17 Eylül 2022 Cumartesi

Adaylardan Bekliyorum *

Bugünlerde bol bol seyirlik vesikalık fotoğraflar görüyorum sosyal medyada. Fotoların altında da sendika delege adayı yazıyor. Belli ki sendika seçimi var. Seçim var ama foto, ad soyad, sendika ismi ve okul isminden ibaret tüm yapılanlar. Başka da bir şey göremedim. Seçim dediğin ya da seçim atmosferi tüm bunların yanında, yapılanlar ve kazandığımız takdirde şunları şunları yapacağız dendiği bir süreç olmalı diye düşünüyorum. Öyle ya isim ve fotoya mı oy verecek üyeler? Her neyse. Mesela şu tür vaatleri görmek isterdim:

"Delege seçildiğim, yönetime girdiğim, temsilci veya başkan olduğum takdirde;

Üyelerin özlük haklarının şu şekilde olması için çalışma başlatıp mücadele edeceğim.

Üyeler arasında ayrım yapmayacağım.

Makam, mevki, mansıp, müdürlük vs. dağıtmayacağım. Çünkü burası bunların dağıtılacağı yer değildir. 

Belirli periyotlarla üyelerimi yerinde ziyaret edeceğim. Onların dert ve isteklerini mahallinde dinleyeceğim. Her bir üyenin şikayet ve talebini tek tek not edeceğim. Şikayetleri göğüsleyip makul talepleri yerine getirmek için uğraşacağım. 

Yeni üye bulmak için araziye çıkıp adaylarla birebir görüşmeler yapacağım. Onlara, sendikamı diğer sendikalardan ayıran özellikleri anlatacağım. 

Herhangi bir sebeple üyelikten ayrılmak isteyen üyelerle görüşüp derdini dinleyeceğim. 

Ayrılan üyelerin ayağına kadar gidip "Seni hep aramızda görmek isterdik. Ama biz seni tutamadık. Kapımız her daim açık. Telefonun bizde kayıtlı. Üyemiz olmasan da herhangi bir derdinde yanındayız" şeklinde konuşmalar yapacağım. 

Sendikamı partilerin arka bahçesi yapmayacağım. Sarı sendikacılık hiç yapmayacağım. Sendika hiçbir partinin payandası olmayacak. 
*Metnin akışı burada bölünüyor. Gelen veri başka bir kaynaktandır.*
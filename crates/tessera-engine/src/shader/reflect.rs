//! Interface reflection over a validated `naga` module.

use naga::valid::FunctionInfo;
use naga::{Binding, Handle, Module, Scalar, ScalarKind, Type, TypeInner};

/// User-defined stage input or output (`@location(n)`).
#[derive(Debug, Clone, PartialEq, Eq)]
pub struct IoSlot {
    pub name: Option<String>,
    pub location: u32,
}

/// Bind point of a uniform buffer.
#[derive(Debug, Copy, Clone, PartialEq, Eq)]
pub struct UniformBinding {
    pub group: u32,
    pub binding: u32,
}

/// Named uniform declared at module scope.
#[derive(Debug, Clone, PartialEq, Eq)]
pub(crate) struct UniformVar {
    pub name: String,
    pub binding: UniformBinding,
    /// WGSL spelling of the type, e.g. `mat4x4<f32>`.
    pub ty: String,
}

/// Bound resource the entry point actually reads or writes.
#[derive(Debug, Clone, PartialEq, Eq)]
pub(crate) struct ResourceUse {
    pub name: Option<String>,
    pub binding: UniformBinding,
    pub uniform: bool,
}

/// Interface of a single entry point.
#[derive(Debug, Clone, Default)]
pub(crate) struct Interface {
    pub inputs: Vec<IoSlot>,
    pub outputs: Vec<IoSlot>,
    pub uniforms: Vec<UniformVar>,
    pub resources: Vec<ResourceUse>,
}

pub(crate) fn entry_interface(
    module: &Module,
    entry: &naga::EntryPoint,
    info: &FunctionInfo,
) -> Interface {
    let mut iface = Interface::default();

    for arg in &entry.function.arguments {
        push_slots(module, arg.name.as_deref(), arg.ty, arg.binding.as_ref(), &mut iface.inputs);
    }
    if let Some(result) = &entry.function.result {
        push_slots(module, None, result.ty, result.binding.as_ref(), &mut iface.outputs);
    }

    for (handle, var) in module.global_variables.iter() {
        let Some(rb) = &var.binding else { continue };
        let binding = UniformBinding { group: rb.group, binding: rb.binding };
        let uniform = var.space == naga::AddressSpace::Uniform;

        if let (true, Some(name)) = (uniform, &var.name) {
            iface.uniforms.push(UniformVar {
                name: name.clone(),
                binding,
                ty: type_name(module, var.ty),
            });
        }
        if !info[handle].is_empty() {
            iface.resources.push(ResourceUse {
                name: var.name.clone(),
                binding,
                uniform,
            });
        }
    }

    iface
}

// Builtins are skipped; unbound struct types are flattened member by member.
fn push_slots(
    module: &Module,
    name: Option<&str>,
    ty: Handle<Type>,
    binding: Option<&Binding>,
    out: &mut Vec<IoSlot>,
) {
    match binding {
        Some(Binding::Location { location, .. }) => out.push(IoSlot {
            name: name.map(str::to_string),
            location: *location,
        }),
        Some(_) => {}
        None => {
            if let TypeInner::Struct { members, .. } = &module.types[ty].inner {
                for m in members {
                    push_slots(module, m.name.as_deref(), m.ty, m.binding.as_ref(), out);
                }
            }
        }
    }
}

fn type_name(module: &Module, ty: Handle<Type>) -> String {
    let ty = &module.types[ty];
    match &ty.inner {
        TypeInner::Scalar(scalar) => scalar_name(*scalar),
        TypeInner::Vector { size, scalar } => {
            format!("vec{}<{}>", *size as u8, scalar_name(*scalar))
        }
        TypeInner::Matrix { columns, rows, scalar } => {
            format!("mat{}x{}<{}>", *columns as u8, *rows as u8, scalar_name(*scalar))
        }
        _ => ty.name.clone().unwrap_or_else(|| "composite".to_string()),
    }
}

fn scalar_name(scalar: Scalar) -> String {
    let prefix = match scalar.kind {
        ScalarKind::Float => "f",
        ScalarKind::Sint => "i",
        ScalarKind::Uint => "u",
        ScalarKind::Bool => return "bool".to_string(),
        ScalarKind::AbstractInt | ScalarKind::AbstractFloat => return "abstract".to_string(),
    };
    format!("{prefix}{}", u32::from(scalar.width) * 8)
}
use super::reflect::ResourceUse;
use super::{Shader, ShaderError, ShaderStage, UniformBinding};

/// Linked vertex + fragment pair.
#[derive(Debug, Clone)]
pub struct Program {
    vertex: Shader,
    fragment: Shader,
}

/// GPU shader modules created from a [`Program`].
pub struct ProgramModules {
    pub vertex: wgpu::ShaderModule,
    pub vertex_entry: String,
    pub fragment: wgpu::ShaderModule,
    pub fragment_entry: String,
}

impl Program {
    /// Links two compiled stages.
    ///
    /// Every `@location` the fragment stage reads must be written by the
    /// vertex stage.
    pub fn link(vertex: Shader, fragment: Shader) -> Result<Self, ShaderError> {
        expect_stage(&vertex, ShaderStage::Vertex)?;
        expect_stage(&fragment, ShaderStage::Fragment)?;

        let unmatched: Vec<String> = fragment
            .interface
            .inputs
            .iter()
            .filter(|input| {
                !vertex
                    .interface
                    .outputs
                    .iter()
                    .any(|out| out.location == input.location)
            })
            .map(|input| match &input.name {
                Some(name) => format!("`{name}` (location {})", input.location),
                None => format!("location {}", input.location),
            })
            .collect();

        if !unmatched.is_empty() {
            return Err(ShaderError::Link {
                log: format!(
                    "fragment shader `{}` reads {} not written by vertex shader `{}`",
                    fragment.id(),
                    unmatched.join(", "),
                    vertex.id(),
                ),
            });
        }

        log::debug!("linked program `{}` + `{}`", vertex.id(), fragment.id());
        Ok(Self { vertex, fragment })
    }

    pub fn vertex(&self) -> &Shader {
        &self.vertex
    }

    pub fn fragment(&self) -> &Shader {
        &self.fragment
    }

    /// Location of the vertex input named `name`.
    pub fn attrib_location(&self, name: &str) -> Option<u32> {
        self.vertex
            .interface
            .inputs
            .iter()
            .find(|slot| slot.name.as_deref() == Some(name))
            .map(|slot| slot.location)
    }

    /// Bind point of the uniform named `name` in either stage.
    pub fn uniform_binding(&self, name: &str) -> Option<UniformBinding> {
        [&self.vertex, &self.fragment]
            .into_iter()
            .flat_map(|s| s.interface.uniforms.iter())
            .find(|u| u.name == name)
            .map(|u| u.binding)
    }

    /// WGSL type of the uniform named `name`, e.g. `mat4x4<f32>`.
    pub fn uniform_type(&self, name: &str) -> Option<&str> {
        [&self.vertex, &self.fragment]
            .into_iter()
            .flat_map(|s| s.interface.uniforms.iter())
            .find(|u| u.name == name)
            .map(|u| u.ty.as_str())
    }

    /// Resources used by either entry point.
    pub(crate) fn resources(&self) -> impl Iterator<Item = &ResourceUse> {
        self.vertex
            .interface
            .resources
            .iter()
            .chain(self.fragment.interface.resources.iter())
    }

    /// Hands both validated sources to the device.
    pub fn create_modules(&self, device: &wgpu::Device) -> ProgramModules {
        let module = |shader: &Shader| {
            device.create_shader_module(wgpu::ShaderModuleDescriptor {
                label: Some(shader.id()),
                source: wgpu::ShaderSource::Wgsl(shader.source().into()),
            })
        };

        ProgramModules {
            vertex: module(&self.vertex),
            vertex_entry: self.vertex.entry_point().to_string(),
            fragment: module(&self.fragment),
            fragment_entry: self.fragment.entry_point().to_string(),
        }
    }
}

fn expect_stage(shader: &Shader, expected: ShaderStage) -> Result<(), ShaderError> {
    if shader.stage() == expected {
        return Ok(());
    }
    Err(ShaderError::StageMismatch {
        id: shader.id().to_string(),
        expected,
        found: shader.stage(),
    })
}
Haftanın her günü bir sorun veya istek için telefon açan üyelerime en makul sürede şahsım veya yardımcılarım tarafından dönüş yapılacaktır. 

Hafta içi mesaiden sonrasını ve cumartesi günlerini bizimle görüşmek isteyen üyelere ayırıp onlarla tek tek veya toplu görüşeceğim. 

Herhangi bir yerde üyelerimden biriyle karşılaşırsam, onları görmezlikten gelmeyeceğim. Selâm mutlaka olacak. Duruma göre hal hatır soracağım. 

Başkan ya da temsilci seçildiğim takdirde koltuğa yapışıp kalmayacağım. Okul okul gezeceğim. O bölgedeki tüm okul ve üyeleri ziyaret ettikten sonra üyelerin hak ve taleplerini görüşmek üzere il-ilçe milli eğitim müdürlerini ziyaret edeceğim. Gerekirse sorunların çözümü için kaymakam, vali gibi mülki amirlere çıkacağım. Anlayacağınız bir il veya ilçeye gidince üyelerle görüşmeden ilçe MEM'e ve kaymakama çıkmayacağım. 

Yönetim kurulunda müdür, müdür yardımcısı olmayacak. Yöneticilik görevi olanları yönetim kuruluna girdikten sonra istifa ettireceğim. Yani hiç kimse üzerinde birden fazla unvan ve makam bulunduramayacak.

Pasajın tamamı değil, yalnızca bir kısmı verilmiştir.